OCA decision not a 'get out of jail free' card for franchisors
By AdvocateDaily.com Staff
A unanimous three-judge panel of the province’s top court ruled that uncertainty over the location and other deficiencies in the franchise disclosure document were not sufficient to trigger the two-year rescission remedy under Ontario’s Arthur Wishart Act (AWA), overturning a lower court judge’s decision in favour of the franchisee.
Adler, a partner with Hoffer Adler LLP, says the lower court decision had the franchise bar up in arms because disclosure documents are routinely disclosed to prospective franchisees before the site selection and lease negotiation process begins.
“This decision brings a level of certainty for franchisors who were concerned that they would be unable to disclose prospective franchisees and enter into franchise agreements unless they had the leases finalized and included in their disclosure documents,” he says, pointing out that it was unrealistic to expect franchisors to negotiate leases and commit themselves to particular locations without first ensuring the proposed franchisees were on board.
But, he adds, franchisors shouldn’t get too carried away by the appeal court’s ruling.
“At the same time, the decision reiterates that the underlying purpose of the Act is to protect franchisees, and begs a number of new, unanswered questions,” Adler says. “The pendulum has swung back in favour of franchisors, but only a little bit. This is not a get-out-of-jail-free card.”
Like legislation in a number of other provinces, Ontario’s AWA requires franchisors to deliver a disclosure document to potential franchisees at least 14 days before signing any binding agreement or receiving the payment of any money from the prospective franchisee.
Late or incomplete disclosure entitles franchisees to rescission within 60 days under s. 6(1) of the
AWA, but if it's “materially deficient,” Adler explains that case law has typically held that it will be treated as if no disclosure was made at all, which gives franchisees a full two years to seek rescission under s. 6(2) of the AWA.
In the controversial lower court decision, an Ontario Superior Court judge found that the head lease and the disclosure document
s presented by the franchisor were “materially deficient,” dismissing the franchisor’s warning that costs “vary dramatically from location to location” as insufficient. Labelling the document’s overall lack of disclosure “egregious,” the judge granted the franchisee the two-year rescission remedy under the AWA.

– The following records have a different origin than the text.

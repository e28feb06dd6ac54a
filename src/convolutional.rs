//! Convolutional covariance over whole images.
//!
//! The convolutional covariance scores two images by decomposing each
//! into overlapping patches, scoring every patch pair with a base
//! covariance function, and collapsing the patch-pair matrix with a
//! learned per-patch weight vector:
//!
//! ```text
//! K(a, b) = sum_{i,j} w[i] * w[j] * k(patch_i(a), patch_j(b))
//!         = w^T C w
//! ```
//!
//! The alternative embedding mode skips patches entirely: inputs are
//! mapped whole through an opaque learned embedding and the base
//! covariance is applied to the embedding outputs. The two modes are
//! mutually exclusive and chosen at construction time.
//!
//! # Examples
//!
//! ```
//! use covarianza::convolutional::ConvolutionalCovariance;
//! use covarianza::kernels::SquaredExponential;
//! use covarianza::patches::PatchExtractor;
//! use covarianza::primitives::Matrix;
//!
//! // 4x4 images, 2x2 patches: 9 patches per image. With unit weights
//! // and a constant base kernel, every image pair scores 9 * 9 = 81.
//! let extractor = PatchExtractor::new((4, 4), (2, 2)).unwrap();
//! let base = SquaredExponential::new().with_lengthscale(f64::INFINITY);
//! let kernel = ConvolutionalCovariance::with_uniform_weights(base, extractor);
//!
//! let images = Matrix::from_vec(1, 16, (0..16).map(f64::from).collect()).unwrap();
//! let k = kernel.covariance(&images, None).unwrap();
//! assert!((k.get(0, 0) - 81.0).abs() < 1e-9);
//! ```

use crate::error::{CovarianzaError, Result};
use crate::patches::PatchExtractor;
use crate::primitives::{Matrix, Vector};
use crate::traits::{CovarianceFunction, FeatureEmbedding};

/// How raw inputs are turned into feature vectors before the base
/// covariance function sees them.
pub enum FeatureMap {
    /// Decompose each image into overlapping patches and weight the
    /// patch-pair covariances per patch position.
    Patches {
        /// Patch slicing configuration.
        extractor: PatchExtractor,
        /// One weight per patch position, indexed in the extractor's
        /// row-major patch order. May be negative.
        weights: Vector<f64>,
    },
    /// Pass whole inputs through a learned embedding; no patches, no
    /// weights.
    Embedding(Box<dyn FeatureEmbedding>),
}

/// Covariance function over whole images, composed from a base
/// covariance function and a feature map.
///
/// In patch mode the weight vector is owned here and read on every
/// evaluation; the base kernel's parameters live in `base` and are
/// reachable through [`base_mut`](Self::base_mut) for the external
/// optimizer. Nothing is cached between calls.
pub struct ConvolutionalCovariance<K: CovarianceFunction> {
    base: K,
    map: FeatureMap,
}

impl<K: CovarianceFunction> ConvolutionalCovariance<K> {
    /// Creates a patch-mode covariance with an explicit weight vector.
    ///
    /// # Errors
    ///
    /// Returns an error if the weight vector length differs from the
    /// extractor's patch count.
    pub fn with_patches(
        base: K,
        extractor: PatchExtractor,
        weights: Vector<f64>,
    ) -> Result<Self> {
        if weights.len() != extractor.num_patches() {
            return Err(CovarianzaError::shape_mismatch(
                "patch weights",
                extractor.num_patches(),
                weights.len(),
            ));
        }
        Ok(Self {
            base,
            map: FeatureMap::Patches { extractor, weights },
        })
    }

    /// Creates a patch-mode covariance with all weights set to one.
    #[must_use]
    pub fn with_uniform_weights(base: K, extractor: PatchExtractor) -> Self {
        let weights = Vector::ones(extractor.num_patches());
        Self {
            base,
            map: FeatureMap::Patches { extractor, weights },
        }
    }

    /// Creates an embedding-mode covariance.
    #[must_use]
    pub fn with_embedding(base: K, embedding: Box<dyn FeatureEmbedding>) -> Self {
        Self {
            base,
            map: FeatureMap::Embedding(embedding),
        }
    }

    /// Returns the base covariance function.
    #[must_use]
    pub fn base(&self) -> &K {
        &self.base
    }

    /// Returns the base covariance function mutably (external optimizer
    /// hook).
    pub fn base_mut(&mut self) -> &mut K {
        &mut self.base
    }

    /// Returns the feature map.
    #[must_use]
    pub fn feature_map(&self) -> &FeatureMap {
        &self.map
    }

    /// Returns the patch weights, or None in embedding mode.
    #[must_use]
    pub fn weights(&self) -> Option<&Vector<f64>> {
        match &self.map {
            FeatureMap::Patches { weights, .. } => Some(weights),
            FeatureMap::Embedding(_) => None,
        }
    }

    /// Replaces the patch weights (external optimizer hook).
    ///
    /// # Errors
    ///
    /// Returns an error in embedding mode, or if the new vector's
    /// length differs from the patch count.
    pub fn set_weights(&mut self, new_weights: Vector<f64>) -> Result<()> {
        match &mut self.map {
            FeatureMap::Patches { extractor, weights } => {
                if new_weights.len() != extractor.num_patches() {
                    return Err(CovarianzaError::shape_mismatch(
                        "patch weights",
                        extractor.num_patches(),
                        new_weights.len(),
                    ));
                }
                *weights = new_weights;
                Ok(())
            }
            FeatureMap::Embedding(_) => Err(CovarianzaError::Other(
                "embedding mode has no patch weights".to_string(),
            )),
        }
    }

    /// Computes the covariance matrix between two image batches.
    ///
    /// Rows of `a` and `b` are flattened images; `b = None` evaluates
    /// `a` against itself. The result has shape `|a| x |b or a|`.
    /// Empty batches produce empty matrices of the correct shape.
    ///
    /// # Errors
    ///
    /// Returns an error if a batch width doesn't match the configured
    /// image length (patch mode), if the embedding rejects the batch
    /// (embedding mode), or if a base kernel parameter is out of
    /// domain.
    pub fn covariance(&self, a: &Matrix<f64>, b: Option<&Matrix<f64>>) -> Result<Matrix<f64>> {
        match &self.map {
            FeatureMap::Patches { extractor, weights } => {
                check_weights(extractor, weights)?;
                let patches_a = extractor.extract_batch(a)?;
                let pairwise = match b {
                    Some(b) => {
                        let patches_b = extractor.extract_batch(b)?;
                        self.base.evaluate(&patches_a, &patches_b)?
                    }
                    None => self.base.evaluate(&patches_a, &patches_a)?,
                };

                let n_a = a.n_rows();
                let n_b = b.map_or(n_a, |m| m.n_rows());
                let mut data = Vec::with_capacity(n_a * n_b);
                for m in 0..n_a {
                    for n in 0..n_b {
                        data.push(weighted_block_sum(&pairwise, m, n, weights));
                    }
                }
                Ok(Matrix::from_vec(n_a, n_b, data)?)
            }
            FeatureMap::Embedding(embedding) => {
                let features_a = embedding.embed(a)?;
                match b {
                    Some(b) => {
                        let features_b = embedding.embed(b)?;
                        self.base.evaluate(&features_a, &features_b)
                    }
                    None => self.base.evaluate(&features_a, &features_a),
                }
            }
        }
    }

    /// Computes only the diagonal of `covariance(a, Some(a))`, without
    /// evaluating any cross-image patch pairs.
    ///
    /// # Errors
    ///
    /// Same failure modes as [`covariance`](Self::covariance).
    pub fn covariance_diag(&self, a: &Matrix<f64>) -> Result<Vector<f64>> {
        match &self.map {
            FeatureMap::Patches { extractor, weights } => {
                check_weights(extractor, weights)?;
                let mut data = Vec::with_capacity(a.n_rows());
                for n in 0..a.n_rows() {
                    let patches = extractor.extract(&a.row(n))?;
                    let pairwise = self.base.evaluate(&patches, &patches)?;
                    data.push(weighted_block_sum(&pairwise, 0, 0, weights));
                }
                Ok(Vector::from_vec(data))
            }
            FeatureMap::Embedding(embedding) => {
                let features = embedding.embed(a)?;
                self.base.evaluate_diag(&features)
            }
        }
    }
}

fn check_weights(extractor: &PatchExtractor, weights: &Vector<f64>) -> Result<()> {
    if weights.len() != extractor.num_patches() {
        return Err(CovarianzaError::shape_mismatch(
            "patch weights",
            extractor.num_patches(),
            weights.len(),
        ));
    }
    Ok(())
}

/// Collapses one P x P block of a patch-pair covariance matrix with the
/// weight outer product: `sum_{i,j} w[i] * w[j] * c[row*P + i, col*P + j]`.
///
/// Shared by the full-matrix and diagonal paths; the index order here
/// fixes the floating-point result for both.
fn weighted_block_sum(
    pairwise: &Matrix<f64>,
    row_block: usize,
    col_block: usize,
    weights: &Vector<f64>,
) -> f64 {
    let p = weights.len();
    let mut sum = 0.0;
    for i in 0..p {
        let w_i = weights[i];
        for j in 0..p {
            sum += w_i * weights[j] * pairwise.get(row_block * p + i, col_block * p + j);
        }
    }
    sum
}

#[cfg(test)]
#[path = "convolutional_tests.rs"]
mod tests;

#[cfg(test)]
#[path = "tests_conv_contract.rs"]
mod tests_conv_contract;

However, Adler says the appeal court decision may reflect a shift in judicial approach.
“Perhaps the Court of Appeal is saying that it wishes to move away from the material fact threshold question in favour of whether or not the franchisee was given sufficient information to make an informed decision,” he says.
In its judgment, the appeal court ruled that the lower court judge had erred in failing to consider the terms of the agreement, which provided for a collaborative approach to site selection, strengthened by an opt-out clause that allowed the franchisee to reject the site and find another or receive their money back.
“These safeguards, in my view, provide a complete answer to the complaint that the franchisor’s failure to disclose the head lease justified rescission,” the decision states. “The absence of that information had little impact on the franchisee’s ability to make an informed investment decision.”
Still, Adler says there remains uncertainty in how the law will apply.
“The court appears to be moving from engaging in an analysis that is heavily focused on the contents of the disclosure document to one that is more contextual in nature, as the court makes several references to whether or not the prospective franchisee is capable of making an informed investment decision,” he says.
“It raises questions in my mind about what it means to be fully informed. We will need to wait for more decisions before we gain some clarity in these regards.”